Having discussed the quality of the film, I suppose it falls to discussing the meaning of the film, but it’s been turned over and over so many times that it’s probably tiresome to go into it again. Ridley Scott says Deckard is a replicant; I disagree strongly. One of the themes of the movie, I think, is the dichotomy of Batty and Deckard in the realm of their emotional lives. Batty is a robot, entirely fabricated, but he lives a rich life of extreme emotions; we see him rage and weep and threaten. Deckard is the human, with a real soul, but his existence is dull, empty, emotionally dead.

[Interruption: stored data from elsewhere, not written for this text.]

//! Keeps the transcript viewport pinned to the newest content
//!
//! The controller records a dependency key while a frame is rendered and
//! applies the scroll only once the frame has been committed, so the offset
//! is always computed from the layout that was actually drawn.

use crate::model::{ChatMessage, MessageId};
use std::collections::hash_map::DefaultHasher;
use std::hash::{Hash, Hasher};
use tracing::trace;

/// Scroll position of the transcript area, measured in lines
#[derive(Debug, Clone, Copy, Default, PartialEq, Eq)]
pub struct Viewport {
    pub offset: usize,
    pub content_height: usize,
    pub height: usize,
}

impl Viewport {
    pub fn max_offset(&self) -> usize {
        self.content_height.saturating_sub(self.height)
    }

    pub fn is_at_bottom(&self) -> bool {
        self.offset >= self.max_offset()
    }

    pub fn overflows(&self) -> bool {
        self.content_height > self.height
    }

    pub fn scroll_to_bottom(&mut self) {
        self.offset = self.max_offset();
    }

    pub fn scroll_to_top(&mut self) {
        self.offset = 0;
    }

    pub fn scroll_up(&mut self, lines: usize) {
        self.offset = self.offset.saturating_sub(lines).min(self.max_offset());
    }

    pub fn scroll_down(&mut self, lines: usize) {
        self.offset = self.offset.saturating_add(lines).min(self.max_offset());
    }

    /// Record a new layout, keeping the offset in range
    pub fn resize(&mut self, content_height: usize, height: usize) {
        self.content_height = content_height;
        self.height = height;
        self.offset = self.offset.min(self.max_offset());
    }
}

/// What the autoscroll reacts to: transcript length, the last message, and
/// whether that message is currently drawn as the loading spinner
#[derive(Debug, Clone, PartialEq, Eq)]
pub struct ScrollKey {
    len: usize,
    last: Option<(MessageId, u64)>,
    streaming: bool,
}

impl ScrollKey {
    pub fn of(messages: &[ChatMessage], is_loading: bool) -> Self {
        let last = messages.last();
        Self {
            len: messages.len(),
            last: last.map(|m| (m.id.clone(), fingerprint(m))),
            streaming: is_loading && last.is_some_and(|m| !m.is_user()),
        }
    }
}

fn fingerprint(message: &ChatMessage) -> u64 {
    let mut hasher = DefaultHasher::new();
    message.role.hash(&mut hasher);
    message.content.hash(&mut hasher);
    hasher.finish()
}

/// Fires a scroll-to-bottom after each commit whose key differs from the last applied one
#[derive(Debug, Default)]
pub struct Autoscroll {
    observed: Option<ScrollKey>,
    applied: Option<ScrollKey>,
}

impl Autoscroll {
    pub fn new() -> Self {
        Self::default()
    }

    /// Record the key of the frame being rendered
    pub fn observe(&mut self, messages: &[ChatMessage], is_loading: bool) {
        self.observed = Some(ScrollKey::of(messages, is_loading));
    }

    /// Whether the next commit will scroll
    pub fn is_armed(&self) -> bool {
        self.observed.is_some() && self.observed != self.applied
    }

    /// Run after a frame has been drawn. Returns true if the offset moved.
    ///
    /// Without a viewport this does nothing and the change stays armed.
    pub fn after_commit(&mut self, viewport: Option<&mut Viewport>) -> bool {
        if !self.is_armed() {
            return false;
        }
        let Some(viewport) = viewport else {
            return false;
        };

        self.applied = self.observed.clone();
        let before = viewport.offset;
        viewport.scroll_to_bottom();
        trace!(
            before,
            after = viewport.offset,
            content_height = viewport.content_height,
            "autoscroll"
        );
        viewport.offset != before
    }
}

Even when he attacks Rachel, in one of the most disturbing scenes in the film, his emotion is anger; it’s a devastating scene, a disturbing exploration of sexual power dynamics, dominance, submission, rape and predation. It’s the false human that has the real soul; the real human feels almost nothing. That loses all of its power if Deckard is himself a replicant. Anyway, it’s an astounding film. Nearly every scene is brilliant. Gorgeous direction, great performances, a smart, minimal script; the film hits every beat just right. It’s slow, moody, intense, but gorgeous. And, oh, yes, I had forgotten; what an amazing score. But the film is just jam packed with meaning; it’s a deep, deep movie and I was heartened to hear people actively discussing the movie as I left the theater. Over thirty years on, it’s still making people talk. And making them wonder. 4 stars.
tl;dr – sci-fi/noir/arthouse movie remains perfect, a thought-provoking, emotionally resonant masterpiece; performances, direction, music and script of near unparalleled excellence. 4 stars.